[Collected data entries]
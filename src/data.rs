use std::fmt;
use std::hash::{Hash, Hasher};

use indexmap::IndexMap;
use serde::{Deserialize, Serialize};

use crate::constants::data::NULL_LITERALS;
use crate::errors::PreprocessError;

pub use crate::types::{ColumnName, LabelCode, RowId};

/// A single table cell.
///
/// Floats are never NaN: missing values are `Null`, which keeps equality,
/// hashing, and label ordering total.
#[derive(Clone, Debug, Serialize, Deserialize)]
#[serde(untagged)]
pub enum Value {
    /// Missing cell.
    Null,
    /// Whole number.
    Int(i64),
    /// Finite floating-point number.
    Float(f64),
    /// Free text.
    Text(String),
}

/// Kind tag for a cell value.
#[derive(Clone, Copy, Debug, PartialEq, Eq, Hash)]
pub enum ValueKind {
    /// `Value::Null`.
    Null,
    /// `Value::Int`.
    Int,
    /// `Value::Float`.
    Float,
    /// `Value::Text`.
    Text,
}

impl ValueKind {
    /// Lowercase name used in diagnostics.
    pub fn as_str(self) -> &'static str {
        match self {
            ValueKind::Null => "null",
            ValueKind::Int => "int",
            ValueKind::Float => "float",
            ValueKind::Text => "text",
        }
    }
}

impl Value {
    /// Build a text cell.
    pub fn text(value: impl Into<String>) -> Self {
        Value::Text(value.into())
    }

    /// Kind tag of this value.
    pub fn kind(&self) -> ValueKind {
        match self {
            Value::Null => ValueKind::Null,
            Value::Int(_) => ValueKind::Int,
            Value::Float(_) => ValueKind::Float,
            Value::Text(_) => ValueKind::Text,
        }
    }

    /// Borrowed text, if this is `Text`.
    pub fn as_text(&self) -> Option<&str> {
        match self {
            Value::Text(text) => Some(text),
            _ => None,
        }
    }

    /// Integer, if this is `Int`.
    pub fn as_int(&self) -> Option<i64> {
        match self {
            Value::Int(value) => Some(*value),
            _ => None,
        }
    }

    /// True for `Null`.
    pub fn is_null(&self) -> bool {
        matches!(self, Value::Null)
    }

    /// Render the cell the way it is written to a CSV field.
    pub fn to_field(&self) -> String {
        match self {
            Value::Null => String::new(),
            other => other.to_string(),
        }
    }
}

// -0.0 and 0.0 compare equal, so they must hash the same.
fn float_bits(value: f64) -> u64 {
    if value == 0.0 {
        0.0f64.to_bits()
    } else {
        value.to_bits()
    }
}

impl PartialEq for Value {
    fn eq(&self, other: &Self) -> bool {
        match (self, other) {
            (Value::Null, Value::Null) => true,
            (Value::Int(a), Value::Int(b)) => a == b,
            (Value::Float(a), Value::Float(b)) => float_bits(*a) == float_bits(*b),
            (Value::Text(a), Value::Text(b)) => a == b,
            _ => false,
        }
    }
}

impl Eq for Value {}

impl Hash for Value {
    fn hash<H: Hasher>(&self, state: &mut H) {
        self.kind().hash(state);
        match self {
            Value::Null => {}
            Value::Int(value) => value.hash(state),
            Value::Float(value) => float_bits(*value).hash(state),
            Value::Text(value) => value.hash(state),
        }
    }
}

impl fmt::Display for Value {
    fn fmt(&self, f: &mut fmt::Formatter<'_>) -> fmt::Result {
        match self {
            Value::Null => f.write_str("null"),
            Value::Int(value) => write!(f, "{value}"),
            Value::Float(value) if value.is_finite() && value.fract() == 0.0 && value.abs() < 1e16 => {
                write!(f, "{value:.1}")
            }
            Value::Float(value) => write!(f, "{value}"),
            Value::Text(value) => f.write_str(value),
        }
    }
}

impl From<&str> for Value {
    fn from(value: &str) -> Self {
        Value::Text(value.to_string())
    }
}

impl From<String> for Value {
    fn from(value: String) -> Self {
        Value::Text(value)
    }
}

impl From<i64> for Value {
    fn from(value: i64) -> Self {
        Value::Int(value)
    }
}

impl From<f64> for Value {
    fn from(value: f64) -> Self {
        if value.is_nan() {
            Value::Null
        } else {
            Value::Float(value)
        }
    }
}

/// True if a raw cell should be read as a missing value.
pub fn is_null_literal(raw: &str) -> bool {
    NULL_LITERALS.contains(&raw)
}

/// Type one column of raw cells.
///
/// Missing-value literals become `Null`. The column is integer if every other
/// cell parses as `i64`, float if every other cell parses as a non-NaN `f64`,
/// and text otherwise.
pub fn infer_column<S: AsRef<str>>(cells: &[S]) -> Vec<Value> {
    let present = || {
        cells
            .iter()
            .map(|raw| raw.as_ref())
            .filter(|raw| !is_null_literal(raw))
    };
    let all_int = present().all(|raw| raw.parse::<i64>().is_ok());
    let all_float = all_int
        || present().all(|raw| raw.parse::<f64>().map(|v| !v.is_nan()).unwrap_or(false));

    cells
        .iter()
        .map(|raw| raw.as_ref())
        .map(|raw| {
            if is_null_literal(raw) {
                return Value::Null;
            }
            if all_int {
                if let Ok(value) = raw.parse::<i64>() {
                    return Value::Int(value);
                }
            }
            if all_float {
                if let Ok(value) = raw.parse::<f64>() {
                    return Value::from(value);
                }
            }
            Value::Text(raw.to_string())
        })
        .collect()
}

/// One table row: its original position plus one value per column.
#[derive(Clone, Debug, PartialEq, Eq)]
pub struct Row {
    /// Position of this row in the table it was loaded from.
    pub id: RowId,
    /// Cells in column order.
    pub values: Vec<Value>,
}

/// An ordered, in-memory table with a fixed set of uniquely named columns.
#[derive(Clone, Debug, Default, PartialEq, Eq)]
pub struct Table {
    columns: IndexMap<ColumnName, usize>,
    rows: Vec<Row>,
}

impl Table {
    /// Create an empty table with the given column names.
    pub fn new<I, S>(columns: I) -> Result<Self, PreprocessError>
    where
        I: IntoIterator<Item = S>,
        S: Into<ColumnName>,
    {
        let mut index = IndexMap::new();
        for name in columns {
            let name = name.into();
            let position = index.len();
            if index.contains_key(&name) {
                return Err(PreprocessError::DuplicateColumn { column: name });
            }
            index.insert(name, position);
        }
        Ok(Self {
            columns: index,
            rows: Vec::new(),
        })
    }

    /// Create a table and append `rows` with consecutive row ids.
    pub fn from_rows<I, S>(columns: I, rows: Vec<Vec<Value>>) -> Result<Self, PreprocessError>
    where
        I: IntoIterator<Item = S>,
        S: Into<ColumnName>,
    {
        let mut table = Self::new(columns)?;
        for values in rows {
            table.push_row(values)?;
        }
        Ok(table)
    }

    /// Append a row; its id is one past the last row id (or 0).
    pub fn push_row(&mut self, values: Vec<Value>) -> Result<RowId, PreprocessError> {
        let id = self.rows.last().map(|row| row.id + 1).unwrap_or(0);
        if values.len() != self.columns.len() {
            return Err(PreprocessError::RowWidth {
                row: id,
                expected: self.columns.len(),
                found: values.len(),
            });
        }
        self.rows.push(Row { id, values });
        Ok(id)
    }

    /// Column names in schema order.
    pub fn column_names(&self) -> impl Iterator<Item = &str> {
        self.columns.keys().map(String::as_str)
    }

    /// Number of columns.
    pub fn column_count(&self) -> usize {
        self.columns.len()
    }

    /// Position of column `name`.
    pub fn column_index(&self, name: &str) -> Option<usize> {
        self.columns.get(name).copied()
    }

    /// Column position, or `ColumnNotFound`.
    pub fn require_column(&self, name: &str) -> Result<usize, PreprocessError> {
        self.column_index(name)
            .ok_or_else(|| PreprocessError::ColumnNotFound {
                column: name.to_string(),
            })
    }

    /// Number of rows.
    pub fn len(&self) -> usize {
        self.rows.len()
    }

    /// True when the table has no rows.
    pub fn is_empty(&self) -> bool {
        self.rows.is_empty()
    }

    /// Rows in order.
    pub fn rows(&self) -> &[Row] {
        &self.rows
    }

    pub(crate) fn rows_mut(&mut self) -> &mut [Row] {
        &mut self.rows
    }

    /// All values of one column, in row order.
    pub fn column(&self, name: &str) -> Result<Vec<&Value>, PreprocessError> {
        let index = self.require_column(name)?;
        Ok(self.rows.iter().map(|row| &row.values[index]).collect())
    }

    /// Value at `position` (not row id) in column `name`.
    pub fn get(&self, position: usize, name: &str) -> Option<&Value> {
        let index = self.column_index(name)?;
        self.rows.get(position).map(|row| &row.values[index])
    }

    /// Keep only rows for which `keep` returns true, preserving order.
    pub(crate) fn retain_rows(&mut self, keep: impl FnMut(&Row) -> bool) {
        self.rows.retain(keep);
    }
}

» Assignment:
Leave out every line above except those from the line with "use indexmap::IndexMap;" up to and including the line with "label ordering total.", and copy those exactly.

» Answer:
use indexmap::IndexMap;
use serde::{Deserialize, Serialize};

use crate::constants::data::NULL_LITERALS;
use crate::errors::PreprocessError;

pub use crate::types::{ColumnName, LabelCode, RowId};

/// A single table cell.
///
/// Floats are never NaN: missing values are `Null`, which keeps equality,
/// hashing, and label ordering total.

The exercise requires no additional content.